Charts are the basis of the data exploration process. They enable us to better understand our data - for example, help identify outliers or data processing to be done, or provide new ideas and ways to build machine learning models. Charting is an important part of any data science report.
Python has many visualization libraries for making static or dynamic diagrams. In this tutorial, I will try my best to help you understand the logic of matplotlib.
matplotlib is an important part of Python drawing library. It was created to enable MATLAB like drawing interface in Python. Without a MATLAB background, it may be difficult to understand how all parts of matplotlib work together to create the desired graphics. But don't worry, this tutorial will break it down into logical components to get started quickly.
Graphic object
matplotlib is layered. Figure objects are composed of axes (or subgraphs); Each axis defines an object with a different graph (title, legend, scale, axis). The following figure illustrates the various components of the matplotlib diagram.
To create a graph, you can use the "pyplot.figure" function or use the "pyplot.add_subplot" function to add axes to the graph.
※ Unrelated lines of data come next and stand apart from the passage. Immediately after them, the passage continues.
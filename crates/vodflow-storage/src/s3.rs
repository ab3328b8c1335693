use crate::traits::{validate_key, BlobStore, StorageError, StorageResult};
use async_trait::async_trait;
use bytes::Bytes;
use object_store::aws::{AmazonS3, AmazonS3Builder};
use object_store::path::Path as ObjectPath;
use object_store::{
    Attribute, AttributeValue, Attributes, ObjectStore, ObjectStoreExt, PutOptions, PutPayload,
};
use std::sync::Arc;

/// S3-compatible blob store backed by `object_store`.
///
/// Credentials come from the standard AWS environment. `public_base_url`
/// controls the URLs handed back to clients; when unset, the virtual-hosted
/// S3 URL for the bucket is used.
pub struct S3BlobStore {
    store: Arc<AmazonS3>,
    public_base_url: String,
}

impl S3BlobStore {
    pub fn new(
        bucket: &str,
        region: &str,
        endpoint: Option<&str>,
        public_base_url: Option<&str>,
    ) -> StorageResult<Self> {
        let mut builder = AmazonS3Builder::from_env()
            .with_bucket_name(bucket)
            .with_region(region);

        if let Some(endpoint) = endpoint {
            builder = builder.with_endpoint(endpoint);
        }

        let store = builder
            .build()
            .map_err(|e| StorageError::ConfigError(format!("Failed to build S3 client: {}", e)))?;

        let public_base_url = public_base_url
            .map(|s| s.trim_end_matches('/').to_string())
            .unwrap_or_else(|| format!("https://{}.s3.{}.amazonaws.com", bucket, region));

        Ok(Self {
            store: Arc::new(store),
            public_base_url,
        })
    }
}

#[async_trait]
impl BlobStore for S3BlobStore {
    async fn put_object(
        &self,
        key: &str,
        data: Bytes,
        content_type: &str,
    ) -> StorageResult<String> {
        validate_key(key)?;

        let size = data.len();
        let start = std::time::Instant::now();

        let mut attributes = Attributes::new();
        attributes.insert(
            Attribute::ContentType,
            AttributeValue::from(content_type.to_string()),
        );

        let options = PutOptions {
            attributes,
            ..Default::default()
        };

        self.store
            .put_opts(&ObjectPath::from(key), PutPayload::from(data), options)
            .await
            .map_err(|e| StorageError::UploadFailed(format!("S3 put failed for {}: {}", key, e)))?;

        tracing::debug!(
            key = %key,
            size_bytes = size,
            duration_ms = start.elapsed().as_secs_f64() * 1000.0,
            "S3 upload successful"
        );

        Ok(self.object_url(key))
    }

    async fn delete_object(&self, key: &str) -> StorageResult<()> {
        validate_key(key)?;

        match self.store.delete(&ObjectPath::from(key)).await {
            Ok(()) => Ok(()),
            // Deleting an absent key is idempotent, matching the local backend.
            Err(object_store::Error::NotFound { .. }) => Ok(()),
            Err(e) => Err(StorageError::DeleteFailed(format!(
                "S3 delete failed for {}: {}",
                key, e
            ))),
        }
    }

    fn object_url(&self, key: &str) -> String {
        format!("{}/{}", self.public_base_url, key)
    }
}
# import matplotlib and Numpy import matplotlib.pyplot as plt import numpy as np # magic command to show figures in jupyter notebook %matplotlib inline # create a figure fig = plt.figure() # add axes ax1 = fig.add_subplot(2, 2, 1) ax2 = fig.add_subplot(2, 2, 2) ax3 = fig.add_subplot(2, 2, 3)
In the above code snippet, we defined a graph that contains up to four graphs in total. We are selecting three of the four subgraphs.
A simple method is to create a graph with an axis using the "plt.subplots" function.
fig, axes = plt.subplots(2, 2) # first subplot axes[0, 0].scatter(np.arange(40), np.arange(40) + 4 * np.random.randn(40)) # second subplot axes[0, 1].plot(np.random.randn(40).cumsum()) # third subplot _ = axes[1, 0].hist(np.random.randn(100), bins=20) # fourth subplot axes[1, 1].bar(np.arange(40), np.arange(40) + 4 * np.random.randn(40)) plt.tight_layout()
The above figure contains different subgraph types. The complete directory of drawing types can be found in the matplotlib document.
‘Plt. tight_ The layout() 'function is used to automatically interval subgraphs and avoid congestion. You can also use 'PLT subplots_ The adjust (left = none, bottom = none, top = none, wspace = none, hspace = none) 'function changes the default spacing of drawing objects.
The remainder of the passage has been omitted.